use std::sync::Arc;

use crate::{
    attributes::{Attributes, CodeAttribute, ExceptionEntry, LineNumber},
    error::ParseResult,
    flags::{ClassFileAccessFlags, FieldAccessFlags, MethodAccessFlags},
    pool::{ConstantClass, ConstantPool},
};

/// One decoded class, before any of its symbolic references are linked.
#[derive(Debug, Clone)]
pub struct ClassFile {
    pub constant_pool: ConstantPool,
    pub meta_data: MetaData,

    pub access_flags: ClassFileAccessFlags,
    pub this_class: u16,
    pub name: Arc<str>,
    pub super_class: Option<u16>,
    pub super_name: Option<Arc<str>>,

    pub interfaces: Interfaces,
    pub fields: Fields,
    pub methods: Methods,
    pub attributes: Attributes,
}

impl ClassFile {
    pub fn source_file(&self) -> Option<&str> {
        self.attributes
            .source_file()
            .map(|attribute| attribute.name.as_ref())
    }

    pub fn is_deprecated(&self) -> bool {
        self.attributes.is_deprecated()
    }

    pub fn signature(&self) -> Option<&str> {
        self.attributes
            .signature()
            .map(|attribute| attribute.signature.as_ref())
    }

    /// Interface names are kept as raw indices until something asks for them.
    pub fn interface_names(&self) -> ParseResult<Vec<Arc<str>>> {
        self.interfaces
            .iter()
            .enumerate()
            .map(|(position, index)| {
                let class: &ConstantClass = self
                    .constant_pool
                    .require(index, || format!("interface #{}", position))?;

                Ok(Arc::clone(&class.name))
            })
            .collect()
    }
}

#[derive(Debug, Clone, Copy, PartialEq, Eq)]
pub struct MetaData {
    pub minor_version: u16,
    pub major_version: u16,
}

#[derive(Debug, Clone)]
pub struct Field {
    /// Name of the class that declares this field.
    pub class: Arc<str>,
    pub flags: FieldAccessFlags,
    pub name_index: u16,
    pub descriptor_index: u16,
    pub name: Arc<str>,
    pub descriptor: Arc<str>,
    pub attributes: Attributes,
}

impl Field {
    pub fn is_deprecated(&self) -> bool {
        self.attributes.is_deprecated()
    }

    pub fn signature(&self) -> Option<&str> {
        self.attributes
            .signature()
            .map(|attribute| attribute.signature.as_ref())
    }

    /// Pool index of the field's `ConstantValue`, if it has one.
    pub fn constant_value(&self) -> Option<u16> {
        self.attributes
            .constant_value()
            .map(|attribute| attribute.index)
    }
}

#[derive(Debug, Clone, Default)]
pub struct Fields {
    pub(crate) values: Vec<Field>,
}

impl Fields {
    pub fn iter(&self) -> impl Iterator<Item = &Field> {
        self.values.iter()
    }

    pub fn len(&self) -> usize {
        self.values.len()
    }

    pub fn is_empty(&self) -> bool {
        self.values.is_empty()
    }

    pub fn get(&self, index: usize) -> Option<&Field> {
        self.values.get(index)
    }

    pub fn find(&self, name: &str) -> Option<&Field> {
        self.values.iter().find(|field| field.name.as_ref() == name)
    }
}

/// A method with its name and descriptor copied out of the pool, and its
/// `Code` attribute lifted out of the attribute list.
#[derive(Debug, Clone)]
pub struct Method {
    pub flags: MethodAccessFlags,
    pub name: String,
    pub descriptor: String,
    pub code: Option<CodeAttribute>,
    pub attributes: Attributes,
}

impl Method {
    pub fn is_deprecated(&self) -> bool {
        self.attributes.is_deprecated()
    }

    pub fn signature(&self) -> Option<&str> {
        self.attributes
            .signature()
            .map(|attribute| attribute.signature.as_ref())
    }

    /// Empty for abstract and native methods.
    pub fn code(&self) -> &[u8] {
        self.code.as_ref().map(|code| &code.code[..]).unwrap_or(&[])
    }

    pub fn max_stack(&self) -> u16 {
        self.code.as_ref().map(|code| code.max_stack).unwrap_or(0)
    }

    pub fn max_locals(&self) -> u16 {
        self.code.as_ref().map(|code| code.max_locals).unwrap_or(0)
    }

    pub fn exception_table(&self) -> &[ExceptionEntry] {
        self.code
            .as_ref()
            .map(|code| &code.exception_table[..])
            .unwrap_or(&[])
    }

    pub fn line_numbers(&self) -> &[LineNumber] {
        self.code
            .as_ref()
            .map(|code| &code.line_numbers[..])
            .unwrap_or(&[])
    }
}

#[derive(Debug, Clone, Default)]
pub struct Methods {
    pub(crate) values: Vec<Method>,
}

impl Methods {
    pub fn iter(&self) -> impl Iterator<Item = &Method> {
        self.values.iter()
    }

    pub fn len(&self) -> usize {
        self.values.len()
    }

    pub fn is_empty(&self) -> bool {
        self.values.is_empty()
    }

    pub fn get(&self, index: usize) -> Option<&Method> {
        self.values.get(index)
    }

    /// First method with this name, in declaration order.
    pub fn find(&self, name: &str) -> Option<&Method> {
        self.values.iter().find(|method| method.name == name)
    }

    pub fn locate(&self, name: &str, descriptor: &str) -> Option<&Method> {
        self.values
            .iter()
            .find(|method| method.name == name && method.descriptor == descriptor)
    }

    pub fn position(&self, name: &str, descriptor: Option<&str>) -> Option<usize> {
        self.values.iter().position(|method| {
            method.name == name && descriptor.map_or(true, |d| method.descriptor == d)
        })
    }
}

#[derive(Debug, Clone, Default)]
pub struct Interfaces {
    pub(crate) values: Vec<u16>,
}

impl Interfaces {
    pub fn iter(&self) -> impl Iterator<Item = u16> + '_ {
        self.values.iter().copied()
    }

    pub fn len(&self) -> usize {
        self.values.len()
    }

    pub fn is_empty(&self) -> bool {
        self.values.is_empty()
    }
}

--*--

### PROBLEM STATEMENT
Using the data above, return every line that contains the string "crate".

### YOUR SOLUTION
use crate::{
    pub(crate) values: Vec<Field>,
    pub(crate) values: Vec<Method>,
    pub(crate) values: Vec<u16>,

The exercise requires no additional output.